> [WHAT TO WORK ON]: Search the entries for the word "posted". Copy every line that holds it.

> [DATA]:
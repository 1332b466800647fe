//! Payloads posted by page-level instrumentation over the page-event channel.
//!
//! Wire shape is a tagged JSON object:
//!
//! ```text
//! {"type": "link-clicked", "url": "...", "tabId": "..."}
//! {"type": "metadata",     "url": "...", "title": "...", "tabId": "..."}
//! {"type": "navigation",   "url": "...", "tabId": "..."}
//! ```
//!
//! `tabId` is whatever the page was told at init time; it is an empty string
//! until the init message arrives. The host routes by the surface that
//! delivered the message, not by this field.

use serde::{Deserialize, Serialize};

/// Channel name instrumentation messages are posted on.
pub const PAGE_EVENT_CHANNEL: &str = "page:event";

#[derive(Serialize, Deserialize, Debug, Clone, PartialEq, Eq)]
#[serde(tag = "type", rename_all = "kebab-case")]
pub enum PageMessage {
    LinkClicked {
        url: String,
        #[serde(rename = "tabId", default)]
        tab_id: String,
    },
    Metadata {
        url: String,
        #[serde(default)]
        title: Option<String>,
        #[serde(rename = "tabId", default)]
        tab_id: String,
    },
    Navigation {
        url: String,
        #[serde(rename = "tabId", default)]
        tab_id: String,
    },
}

impl PageMessage {
    pub fn to_payload(&self) -> serde_json::Value {
        serde_json::to_value(self).unwrap_or(serde_json::Value::Null)
    }

    pub fn from_payload(payload: &serde_json::Value) -> Result<Self, serde_json::Error> {
        Self::deserialize(payload)
    }
}

#[cfg(test)]
mod tests {
    use super::*;
    use serde_json::json;

    #[test]
    fn test_link_clicked_wire_shape() {
        let msg = PageMessage::LinkClicked {
            url: "https://a.test".into(),
            tab_id: "t1".into(),
        };
        assert_eq!(
            msg.to_payload(),
            json!({"type": "link-clicked", "url": "https://a.test", "tabId": "t1"})
        );
    }

    #[test]
    fn test_metadata_without_title_parses() {
        let msg = PageMessage::from_payload(&json!({
            "type": "metadata",
            "url": "https://a.test",
            "tabId": ""
        }))
        .unwrap();
        assert_eq!(
            msg,
            PageMessage::Metadata {
                url: "https://a.test".into(),
                title: None,
                tab_id: String::new(),
            }
        );
    }

    #[test]
    fn test_unknown_type_is_rejected() {
        let result = PageMessage::from_payload(&json!({"type": "scroll", "y": 10}));
        assert!(result.is_err());
    }

    #[test]
    fn test_missing_url_is_rejected() {
        let result = PageMessage::from_payload(&json!({"type": "navigation", "tabId": "t"}));
        assert!(result.is_err());
    }
}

> [RESPONSE AREA]:
//! Payloads posted by page-level instrumentation over the page-event channel.
/// Channel name instrumentation messages are posted on.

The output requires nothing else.